Saved data entries:

# # # # # # #

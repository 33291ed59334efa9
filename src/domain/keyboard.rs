//! Keyboard records as returned by the Keyboards contract

use alloy::primitives::{Address, U256};
use serde::{Serialize, Serializer};

/// Layout of a keyboard, stored on chain as a `uint8` enum value.
#[derive(Debug, Clone, Copy, PartialEq, Eq)]
pub enum KeyboardKind {
    SixtyPercent,
    SeventyFivePercent,
    EightyPercent,
    Iso105,
    /// Value outside the known enum range, kept verbatim
    Unknown(u8),
}

impl KeyboardKind {
    pub const ALL: [KeyboardKind; 4] = [
        KeyboardKind::SixtyPercent,
        KeyboardKind::SeventyFivePercent,
        KeyboardKind::EightyPercent,
        KeyboardKind::Iso105,
    ];

    pub fn from_raw(value: u8) -> Self {
        match value {
            0 => KeyboardKind::SixtyPercent,
            1 => KeyboardKind::SeventyFivePercent,
            2 => KeyboardKind::EightyPercent,
            3 => KeyboardKind::Iso105,
            other => KeyboardKind::Unknown(other),
        }
    }

    pub fn raw(&self) -> u8 {
        match self {
            KeyboardKind::SixtyPercent => 0,
            KeyboardKind::SeventyFivePercent => 1,
            KeyboardKind::EightyPercent => 2,
            KeyboardKind::Iso105 => 3,
            KeyboardKind::Unknown(value) => *value,
        }
    }

    pub fn label(&self) -> String {
        match self {
            KeyboardKind::SixtyPercent => "60%".to_string(),
            KeyboardKind::SeventyFivePercent => "75%".to_string(),
            KeyboardKind::EightyPercent => "80%".to_string(),
            KeyboardKind::Iso105 => "ISO-105".to_string(),
            KeyboardKind::Unknown(value) => format!("kind #{value}"),
        }
    }

    /// Cycle through the known kinds (used by the create form)
    pub fn cycle(&self, forward: bool) -> Self {
        let len = Self::ALL.len();
        let pos = Self::ALL.iter().position(|k| k == self).unwrap_or(0);
        let next = if forward {
            (pos + 1) % len
        } else {
            (pos + len - 1) % len
        };
        Self::ALL[next]
    }
}

/// Serialized as the on-chain value, matching the event payload
impl Serialize for KeyboardKind {
    fn serialize<S: Serializer>(&self, serializer: S) -> Result<S::Ok, S::Error> {
        serializer.serialize_u8(self.raw())
    }
}

/// Filter tags offered when creating a keyboard. Empty means no filter.
pub const FILTERS: [&str; 6] = [
    "",
    "sepia",
    "grayscale",
    "invert",
    "hue-rotate-90",
    "hue-rotate-180",
];

/// A keyboard record read from contract storage.
///
/// Records carry no id; they are addressed by their position in the list the
/// contract returned.
#[derive(Debug, Clone, PartialEq, Eq, Serialize)]
pub struct Keyboard {
    pub kind: KeyboardKind,
    #[serde(rename = "isPBT")]
    pub is_pbt: bool,
    pub filter: String,
    pub owner: Address,
}

impl Keyboard {
    pub fn is_owned_by(&self, account: Address) -> bool {
        self.owner == account
    }

    pub fn keycaps(&self) -> &'static str {
        if self.is_pbt {
            "PBT"
        } else {
            "ABS"
        }
    }

    pub fn filter_label(&self) -> &str {
        if self.filter.trim().is_empty() {
            "none"
        } else {
            self.filter.as_str()
        }
    }

    /// Stable id for notifications about this record
    pub fn notification_id(&self) -> String {
        serde_json::to_string(self).unwrap_or_else(|_| format!("{self:?}"))
    }
}

/// Parameters of a keyboard to be created
#[derive(Debug, Clone, PartialEq, Eq)]
pub struct NewKeyboard {
    pub kind: KeyboardKind,
    pub is_pbt: bool,
    pub filter: String,
}

impl Default for NewKeyboard {
    fn default() -> Self {
        Self {
            kind: KeyboardKind::SixtyPercent,
            is_pbt: false,
            filter: String::new(),
        }
    }
}

/// Events emitted by the Keyboards contract
#[derive(Debug, Clone, PartialEq, Eq)]
pub enum ContractEvent {
    KeyboardCreated(Keyboard),
    TipSent { recipient: Address, amount: U256 },
}

/// Format a wei amount as ether the way wallets print it: trailing zeros
/// trimmed, at least one fractional digit ("1.0", "0.01").
pub fn format_ether(wei: U256) -> String {
    let unit = U256::from(1_000_000_000_000_000_000u64);
    let whole = wei / unit;
    let frac = wei % unit;

    if frac.is_zero() {
        return format!("{whole}.0");
    }
    let frac_str = format!("{:0>18}", frac.to_string());
    format!("{}.{}", whole, frac_str.trim_end_matches('0'))
}

pub fn short_addr(address: &Address) -> String {
    let full = address.to_checksum(None);
    format!("{}..{}", &full[..6], &full[full.len() - 4..])
}
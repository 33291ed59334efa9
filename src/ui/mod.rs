use ratatui::layout::{Alignment, Rect};
use ratatui::style::{Color, Modifier, Style};
use ratatui::text::{Line, Span, Text};
use ratatui::widgets::{Block, Borders, Clear, Paragraph, Wrap};
use ratatui::Frame;

pub mod layout;
pub mod widgets;

use crate::app::{describe_draft, App, StatusLevel, GRID_COLUMNS};
use crate::domain::{format_ether, keyboard::short_addr, Screen};
use widgets::{KeyboardTile, TILE_HEIGHT};

pub fn draw(f: &mut Frame, app: &App) {
    let areas = layout::areas(f.size());

    draw_header(f, areas.header, app);
    draw_body(f, areas.body, app);
    draw_status_line(f, areas.status_line, app);
    draw_help_line(f, areas.help_line, app);

    if !app.notifications.is_empty() {
        draw_toasts(f, areas.body, app);
    }
    if app.create_form.is_some() {
        draw_create_popup(f, areas.size, app);
    }
    if let Some(alert) = app.alert.as_deref() {
        draw_alert(f, areas.size, alert);
    }
}

fn draw_header(f: &mut Frame, area: Rect, app: &App) {
    let wallet = match (&app.provider, app.account) {
        (None, _) => Span::styled("no wallet", Style::default().fg(Color::Red)),
        (Some(_), None) => Span::styled("not connected", Style::default().fg(Color::Yellow)),
        (Some(_), Some(account)) => {
            Span::styled(short_addr(&account), Style::default().fg(Color::Green))
        }
    };
    let endpoint = app.provider.clone().unwrap_or_else(|| "-".to_string());

    let line = Line::from(vec![
        Span::styled(
            "⌨ Keyboards",
            Style::default().fg(Color::Cyan).add_modifier(Modifier::BOLD),
        ),
        Span::raw("  │  "),
        Span::styled("wallet ", Style::default().fg(Color::DarkGray)),
        wallet,
        Span::raw("  │  "),
        Span::styled("rpc ", Style::default().fg(Color::DarkGray)),
        Span::raw(endpoint),
        Span::raw("  │  "),
        Span::styled("contract ", Style::default().fg(Color::DarkGray)),
        Span::raw(short_addr(&app.contract)),
    ]);

    let header = Paragraph::new(line).block(Block::default().borders(Borders::ALL));
    f.render_widget(header, area);
}

fn draw_body(f: &mut Frame, area: Rect, app: &App) {
    match app.screen() {
        Screen::InstallWallet => {
            let mut lines = vec![
                Line::from("Please connect a wallet provider to use this app."),
                Line::from(""),
                Line::from(Span::styled(
                    "Start with --rpc <url>, --ws <url> or --ipc <path>, or set [wallet] in the config file.",
                    Style::default().fg(Color::DarkGray),
                )),
            ];
            if let Some(note) = app.provider_note.as_deref() {
                lines.push(Line::from(""));
                lines.push(Line::from(Span::styled(
                    note.to_string(),
                    Style::default().fg(Color::Red),
                )));
            }
            draw_centered_message(f, area, lines);
        }
        Screen::Connect => {
            let button = Span::styled(
                " [c] Connect Wallet ",
                Style::default()
                    .fg(Color::Black)
                    .bg(Color::Cyan)
                    .add_modifier(Modifier::BOLD),
            );
            draw_centered_message(f, area, vec![Line::from(button)]);
        }
        Screen::Grid(tiles) => {
            let body = with_create_action(f, area);

            // Scroll by whole rows so the selected tile stays on screen
            let rows_fit = ((body.height / TILE_HEIGHT) as usize).max(1);
            let selected_row = app.selected / GRID_COLUMNS;
            let first = selected_row.saturating_sub(rows_fit - 1) * GRID_COLUMNS;
            let cells = layout::grid_cells(
                body,
                GRID_COLUMNS,
                TILE_HEIGHT,
                tiles.len().saturating_sub(first),
            );

            for (cell, tile) in cells.iter().zip(tiles.iter().skip(first)) {
                let widget = KeyboardTile::new(tile.index, tile.keyboard, tile.action)
                    .selected(tile.index == app.selected);
                f.render_widget(widget, *cell);
            }
        }
        Screen::Loading => {
            let body = with_create_action(f, area);
            draw_centered_message(f, body, vec![Line::from("Loading Keyboards...")]);
        }
        Screen::Empty => {
            let body = with_create_action(f, area);
            draw_centered_message(f, body, vec![Line::from("No keyboards yet!")]);
        }
    }
}

/// Draws the create action on the first body row and returns the rest
fn with_create_action(f: &mut Frame, area: Rect) -> Rect {
    if area.height < 2 {
        return area;
    }
    let action = Paragraph::new(Line::from(vec![Span::styled(
        " [n] Create a Keyboard! ",
        Style::default()
            .fg(Color::Black)
            .bg(Color::Cyan)
            .add_modifier(Modifier::BOLD),
    )]))
    .alignment(Alignment::Center);
    f.render_widget(action, Rect { height: 1, ..area });

    Rect {
        y: area.y + 2,
        height: area.height.saturating_sub(2),
        ..area
    }
}

fn draw_centered_message(f: &mut Frame, area: Rect, lines: Vec<Line<'static>>) {
    let height = lines.len() as u16;
    let target = layout::centered(area, 90, height);
    let paragraph = Paragraph::new(Text::from(lines))
        .alignment(Alignment::Center)
        .wrap(Wrap { trim: true });
    f.render_widget(paragraph, target);
}

fn draw_status_line(f: &mut Frame, area: Rect, app: &App) {
    let Some((text, level)) = app.status_text() else {
        let loading = if app.keyboards_loading { "loading…" } else { "" };
        f.render_widget(
            Paragraph::new(Span::styled(loading, Style::default().fg(Color::DarkGray))),
            area,
        );
        return;
    };
    let color = match level {
        StatusLevel::Info => Color::Green,
        StatusLevel::Warn => Color::Yellow,
        StatusLevel::Error => Color::Red,
    };
    f.render_widget(
        Paragraph::new(Span::styled(text.to_string(), Style::default().fg(color))),
        area,
    );
}

fn draw_help_line(f: &mut Frame, area: Rect, app: &App) {
    let help = if app.alert.is_some() {
        "Enter/Esc dismiss".to_string()
    } else if app.create_form.is_some() {
        "←/→ kind  Space keycaps  ↑/↓ filter  Enter create  Esc cancel".to_string()
    } else {
        match app.screen() {
            Screen::InstallWallet | Screen::Connect => "c connect  q quit".to_string(),
            Screen::Grid(_) => format!(
                "arrows move  t tip ({} eth)  n create  r refresh  q quit",
                format_ether(app.tip_amount)
            ),
            Screen::Loading | Screen::Empty => "n create  r refresh  q quit".to_string(),
        }
    };
    f.render_widget(
        Paragraph::new(Span::styled(help, Style::default().fg(Color::DarkGray))),
        area,
    );
}

fn draw_toasts(f: &mut Frame, area: Rect, app: &App) {
    let width = area.width.min(48);
    let mut y = area.y;
    for toast in app.notifications.iter() {
        if y + 3 > area.y + area.height {
            break;
        }
        let rect = Rect {
            x: area.x + area.width - width,
            y,
            width,
            height: 3,
        };
        let body = Paragraph::new(Line::from(vec![
            Span::styled(
                toast.at.format("%H:%M:%S ").to_string(),
                Style::default().fg(Color::DarkGray),
            ),
            Span::raw(toast.text.clone()),
        ]))
        .block(
            Block::default()
                .borders(Borders::ALL)
                .border_style(Style::default().fg(Color::Yellow)),
        );
        f.render_widget(Clear, rect);
        f.render_widget(body, rect);
        y += 3;
    }
}

fn draw_create_popup(f: &mut Frame, size: Rect, app: &App) {
    let Some(form) = app.create_form.as_ref() else {
        return;
    };
    let rect = layout::centered(size, 60, 8);
    let field = |name: &'static str, value: String| {
        Line::from(vec![
            Span::styled(format!("{name:<9}"), Style::default().fg(Color::DarkGray)),
            Span::styled(value, Style::default().add_modifier(Modifier::BOLD)),
        ])
    };
    let filter = if form.draft.filter.is_empty() {
        "none".to_string()
    } else {
        form.draft.filter.clone()
    };
    let lines = vec![
        field("kind", form.draft.kind.label()),
        field("keycaps", if form.draft.is_pbt { "PBT" } else { "ABS" }.to_string()),
        field("filter", filter),
        Line::from(""),
        Line::from(Span::styled(
            describe_draft(&form.draft),
            Style::default().fg(Color::Cyan),
        )),
    ];
    let popup = Paragraph::new(lines).block(
        Block::default()
            .borders(Borders::ALL)
            .title(" Create a Keyboard ")
            .border_style(Style::default().fg(Color::Cyan)),
    );
    f.render_widget(Clear, rect);
    f.render_widget(popup, rect);
}

fn draw_alert(f: &mut Frame, size: Rect, message: &str) {
    let rect = layout::centered(size, 50, 5);
    let popup = Paragraph::new(message.to_string())
        .alignment(Alignment::Center)
        .wrap(Wrap { trim: true })
        .block(
            Block::default()
                .borders(Borders::ALL)
                .title(" Alert ")
                .border_style(Style::default().fg(Color::Red)),
        );
    f.render_widget(Clear, rect);
    f.render_widget(popup, rect);
}
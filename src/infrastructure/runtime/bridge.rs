//! Runtime bridge - connects the sync TUI thread with the async Tokio runtime
//!
//! The UI thread owns all state. It sends [`RuntimeCommand`]s and drains
//! [`RuntimeEvent`]s once per frame; the worker never touches UI state.

use std::sync::mpsc::{self, Receiver, Sender};
use std::thread;

use alloy::primitives::{Address, TxHash, U256};
use tokio::runtime::Runtime;

use crate::domain::{ContractEvent, Keyboard, NewKeyboard};
use crate::infrastructure::ethereum::ProviderConfig;
use crate::infrastructure::runtime::worker::run_async_worker;

/// Commands sent from the TUI to the async worker
#[derive(Debug, Clone)]
pub enum RuntimeCommand {
    /// Resolve accounts; `interactive` asks the wallet for access
    RequestAccounts { interactive: bool },
    /// Read the keyboard list; the reply carries the same `seq`
    FetchKeyboards { seq: u64 },
    /// Replace any live subscription with a new one tagged `epoch`
    Subscribe { epoch: u64 },
    /// Drop the live subscription
    Unsubscribe,
    /// Send a `create` transaction
    CreateKeyboard { from: Address, keyboard: NewKeyboard },
    /// Send a `tip` transaction
    Tip {
        from: Address,
        index: usize,
        amount: U256,
    },
    /// Shutdown the worker
    Shutdown,
}

/// Which transaction a [`RuntimeEvent::TxConfirmed`] or
/// [`RuntimeEvent::TxFailed`] refers to
#[derive(Debug, Clone, Copy, PartialEq, Eq)]
pub enum TxKind {
    Create,
    Tip { index: usize },
}

/// Events sent from the async worker to the TUI
#[derive(Debug, Clone)]
pub enum RuntimeEvent {
    /// A wallet endpoint is configured and reachable
    ProviderReady { endpoint: String },
    /// No usable wallet endpoint
    ProviderMissing { reason: String },
    /// Account list returned by the wallet
    Accounts {
        interactive: bool,
        accounts: Vec<Address>,
    },
    /// Keyboard list for fetch `seq`
    KeyboardsLoaded { seq: u64, keyboards: Vec<Keyboard> },
    /// Fetch `seq` failed
    KeyboardsFailed { seq: u64, message: String },
    /// Subscription `epoch` is live
    Subscribed { epoch: u64 },
    /// Subscription `epoch` could not be established
    SubscriptionFailed { epoch: u64, message: String },
    /// The feed behind subscription `epoch` closed on its own
    SubscriptionEnded { epoch: u64 },
    /// Contract event received on subscription `epoch`
    Contract { epoch: u64, event: ContractEvent },
    /// Transaction included
    TxConfirmed { kind: TxKind, hash: TxHash },
    /// Transaction rejected or dropped
    TxFailed { kind: TxKind, message: String },
    /// Error occurred
    Error { message: String },
}

/// Bridge between sync TUI thread and async Tokio runtime
pub struct RuntimeBridge {
    cmd_tx: Sender<RuntimeCommand>,
    evt_rx: Receiver<RuntimeEvent>,
}

impl RuntimeBridge {
    /// Spawn the worker thread. `endpoint` is the injected wallet provider;
    /// `None` means no wallet is available.
    pub fn new(endpoint: Option<ProviderConfig>, contract: Address) -> anyhow::Result<Self> {
        let (cmd_tx, cmd_rx) = mpsc::channel::<RuntimeCommand>();
        let (evt_tx, evt_rx) = mpsc::channel::<RuntimeEvent>();

        let rt = Runtime::new()?;
        thread::Builder::new()
            .name("keyboards-runtime".into())
            .spawn(move || {
                rt.block_on(async {
                    if let Err(err) =
                        run_async_worker(endpoint, contract, cmd_rx, evt_tx.clone()).await
                    {
                        tracing::error!(error = %format!("{err:#}"), "runtime worker exited");
                        let _ = evt_tx.send(RuntimeEvent::Error {
                            message: format!("Worker exited: {:#}", err),
                        });
                    }
                });
            })?;

        Ok(Self { cmd_tx, evt_rx })
    }

    /// Send a command to the async worker
    pub fn send(&self, cmd: RuntimeCommand) -> anyhow::Result<()> {
        self.cmd_tx
            .send(cmd)
            .map_err(|_| anyhow::anyhow!("Worker channel closed"))
    }

    /// Poll for events (non-blocking)
    pub fn poll_events(&self) -> Vec<RuntimeEvent> {
        let mut events = Vec::new();
        while let Ok(evt) = self.evt_rx.try_recv() {
            events.push(evt);
        }
        events
    }
}

impl Drop for RuntimeBridge {
    fn drop(&mut self) {
        let _ = self.cmd_tx.send(RuntimeCommand::Shutdown);
    }
}
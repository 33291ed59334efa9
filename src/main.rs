use std::io;
use std::path::PathBuf;
use std::time::{Duration, Instant};

use alloy::primitives::utils::parse_ether;
use alloy::primitives::Address;
use anyhow::{Context, Result};
use clap::Parser;
use crossterm::event::{self, Event, KeyCode, KeyEvent, KeyEventKind, KeyModifiers};
use crossterm::execute;
use crossterm::terminal::{
    disable_raw_mode, enable_raw_mode, EnterAlternateScreen, LeaveAlternateScreen,
};
use ratatui::backend::CrosstermBackend;
use ratatui::Terminal;

use keyboards::app::{App, StatusLevel, GRID_COLUMNS};
use keyboards::config;
use keyboards::domain::Screen;
use keyboards::infrastructure::ethereum::ProviderConfig;
use keyboards::infrastructure::runtime::{RuntimeBridge, RuntimeCommand, RuntimeEvent};
use keyboards::logging;

#[derive(Debug, Parser)]
#[command(
    name = "keyboards",
    version,
    about = "Browse, create and tip on-chain keyboards from the terminal"
)]
struct Args {
    /// HTTP JSON-RPC wallet endpoint (e.g. http://localhost:8545)
    #[arg(long)]
    rpc: Option<String>,

    /// WebSocket wallet endpoint (e.g. ws://localhost:8546)
    #[arg(long)]
    ws: Option<String>,

    /// IPC path (e.g. ~/.ethereum/geth.ipc). Unix only.
    #[arg(long)]
    ipc: Option<PathBuf>,

    /// Keyboards contract address
    #[arg(long)]
    contract: Option<String>,

    /// Tip amount in ether
    #[arg(long)]
    tip: Option<String>,
}

fn main() -> Result<()> {
    let args = Args::parse();
    let config = config::load();

    let _log_guard = match config::log_dir() {
        Some(dir) => match logging::init(&dir, config.log_level()) {
            Ok(guard) => Some(guard),
            Err(err) => {
                eprintln!("logging disabled: {err:#}");
                None
            }
        },
        None => None,
    };

    let endpoint = endpoint_from_args_and_config(&args, &config)?;
    let contract: Address = args
        .contract
        .as_deref()
        .unwrap_or(config.contract())
        .trim()
        .parse()
        .context("Invalid contract address")?;
    let tip_input = args.tip.as_deref().unwrap_or(config.tip_amount());
    let tip_amount =
        parse_ether(tip_input.trim()).with_context(|| format!("Invalid tip amount {tip_input:?}"))?;

    tracing::info!(
        endpoint = ?endpoint.as_ref().map(ProviderConfig::display),
        %contract,
        %tip_amount,
        "starting"
    );

    // The provider is injected here; nothing downstream looks it up
    let runtime = RuntimeBridge::new(endpoint, contract)?;
    let app = App::new(contract, tip_amount);

    let mut stdout = io::stdout();
    enable_raw_mode()?;
    execute!(stdout, EnterAlternateScreen)?;

    let backend = CrosstermBackend::new(stdout);
    let mut terminal = Terminal::new(backend)?;

    let res = run_app(&mut terminal, app, &runtime);

    disable_raw_mode()?;
    execute!(terminal.backend_mut(), LeaveAlternateScreen)?;
    terminal.show_cursor()?;

    if let Err(err) = res {
        tracing::error!(error = %format!("{err:#}"), "exited with error");
        eprintln!("{err:?}");
    }

    Ok(())
}

fn run_app<B: ratatui::backend::Backend>(
    terminal: &mut Terminal<B>,
    mut app: App,
    runtime: &RuntimeBridge,
) -> Result<()> {
    let tick_rate = Duration::from_millis(200);
    let mut last_tick = Instant::now();

    loop {
        pump_background(&mut app, runtime);
        terminal.draw(|f| keyboards::ui::draw(f, &app))?;
        if app.should_quit {
            let _ = runtime.send(RuntimeCommand::Shutdown);
            return Ok(());
        }

        let timeout = tick_rate
            .checked_sub(last_tick.elapsed())
            .unwrap_or_else(|| Duration::from_secs(0));

        if event::poll(timeout)? {
            if let Event::Key(key) = event::read()? {
                handle_key(&mut app, key);
            }
        }

        if last_tick.elapsed() >= tick_rate {
            app.on_tick();
            last_tick = Instant::now();
        }
    }
}

fn pump_background(app: &mut App, runtime: &RuntimeBridge) {
    for event in runtime.poll_events() {
        match event {
            RuntimeEvent::ProviderReady { endpoint } => app.apply_provider_ready(endpoint),
            RuntimeEvent::ProviderMissing { reason } => app.apply_provider_missing(reason),
            RuntimeEvent::Accounts {
                interactive,
                accounts,
            } => app.apply_accounts(interactive, accounts),
            RuntimeEvent::KeyboardsLoaded { seq, keyboards } => {
                app.apply_keyboards(seq, keyboards);
            }
            RuntimeEvent::KeyboardsFailed { seq, message } => {
                app.apply_keyboards_failed(seq, message)
            }
            RuntimeEvent::Subscribed { epoch } => {
                tracing::debug!(epoch, "subscription live");
            }
            RuntimeEvent::SubscriptionFailed { epoch, message } => {
                app.apply_subscription_lost(epoch, Some(message))
            }
            RuntimeEvent::SubscriptionEnded { epoch } => app.apply_subscription_lost(epoch, None),
            RuntimeEvent::Contract { epoch, event } => app.apply_contract_event(epoch, event),
            RuntimeEvent::TxConfirmed { kind, hash } => app.apply_tx_confirmed(kind, hash),
            RuntimeEvent::TxFailed { kind, message } => app.apply_tx_failed(kind, message),
            RuntimeEvent::Error { message } => app.apply_error(message),
        }
    }

    for command in app.take_commands() {
        if let Err(err) = runtime.send(command) {
            app.set_status(format!("{err:#}"), StatusLevel::Error);
        }
    }
}

fn handle_key(app: &mut App, key: KeyEvent) {
    if key.kind != KeyEventKind::Press {
        return;
    }
    if key.code == KeyCode::Char('c') && key.modifiers.contains(KeyModifiers::CONTROL) {
        app.should_quit = true;
        return;
    }

    // The alert blocks everything until dismissed
    if app.alert.is_some() {
        if matches!(key.code, KeyCode::Enter | KeyCode::Esc) {
            app.dismiss_alert();
        }
        return;
    }

    if let Some(form) = app.create_form.as_mut() {
        match key.code {
            KeyCode::Esc => app.cancel_create_form(),
            KeyCode::Left => form.cycle_kind(false),
            KeyCode::Right => form.cycle_kind(true),
            KeyCode::Up => form.cycle_filter(false),
            KeyCode::Down => form.cycle_filter(true),
            KeyCode::Char(' ') => form.toggle_pbt(),
            KeyCode::Enter => {
                if let Err(err) = app.submit_create_form() {
                    app.set_status(err.to_string(), StatusLevel::Warn);
                }
            }
            _ => {}
        }
        return;
    }

    let on_grid = matches!(app.screen(), Screen::Grid(_));
    match key.code {
        KeyCode::Char('q') | KeyCode::Esc => app.should_quit = true,
        KeyCode::Char('c') => {
            // Failure already raised the alert
            let _ = app.connect_account();
        }
        KeyCode::Char('n') => app.open_create_form(),
        KeyCode::Char('r') => app.refresh(),
        KeyCode::Char('t') | KeyCode::Enter if on_grid => {
            if let Err(err) = app.tip_selected() {
                app.set_status(err.to_string(), StatusLevel::Warn);
            }
        }
        KeyCode::Left | KeyCode::Char('h') => app.move_selection(-1),
        KeyCode::Right | KeyCode::Char('l') => app.move_selection(1),
        KeyCode::Up | KeyCode::Char('k') => app.move_selection(-(GRID_COLUMNS as isize)),
        KeyCode::Down | KeyCode::Char('j') => app.move_selection(GRID_COLUMNS as isize),
        _ => {}
    }
}

/// CLI flags take precedence over the config file. With neither, no wallet
/// provider is available.
fn endpoint_from_args_and_config(
    args: &Args,
    config: &config::Config,
) -> Result<Option<ProviderConfig>> {
    if let Some(ipc) = args.ipc.clone() {
        #[cfg(unix)]
        {
            return Ok(Some(ProviderConfig::Ipc(ipc)));
        }
        #[cfg(not(unix))]
        {
            let _ = ipc;
            return Err(anyhow::anyhow!("IPC is not supported on this platform"));
        }
    }
    if let Some(ws) = non_empty(args.ws.as_deref()) {
        return Ok(Some(ProviderConfig::WebSocket(ws.to_string())));
    }
    if let Some(rpc) = non_empty(args.rpc.as_deref()) {
        return Ok(Some(ProviderConfig::from_url(rpc)));
    }

    let Some(wallet) = config.wallet.as_ref() else {
        return Ok(None);
    };
    if let Some(label) = wallet.label() {
        tracing::info!(wallet = %label, "using wallet from config");
    }
    if let Some(ipc) = non_empty(wallet.ipc.as_deref()) {
        #[cfg(unix)]
        {
            return Ok(Some(ProviderConfig::Ipc(PathBuf::from(ipc))));
        }
        #[cfg(not(unix))]
        {
            let _ = ipc;
            return Err(anyhow::anyhow!("IPC is not supported on this platform"));
        }
    }
    Ok(non_empty(wallet.rpc.as_deref()).map(ProviderConfig::from_url))
}

fn non_empty(value: Option<&str>) -> Option<&str> {
    value.map(str::trim).filter(|s| !s.is_empty())
}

# # # # # # #

YOUR GOAL: Scan each line above for the string "Warn". Give the tally and nothing else.

EXPECTED OUTPUT: 3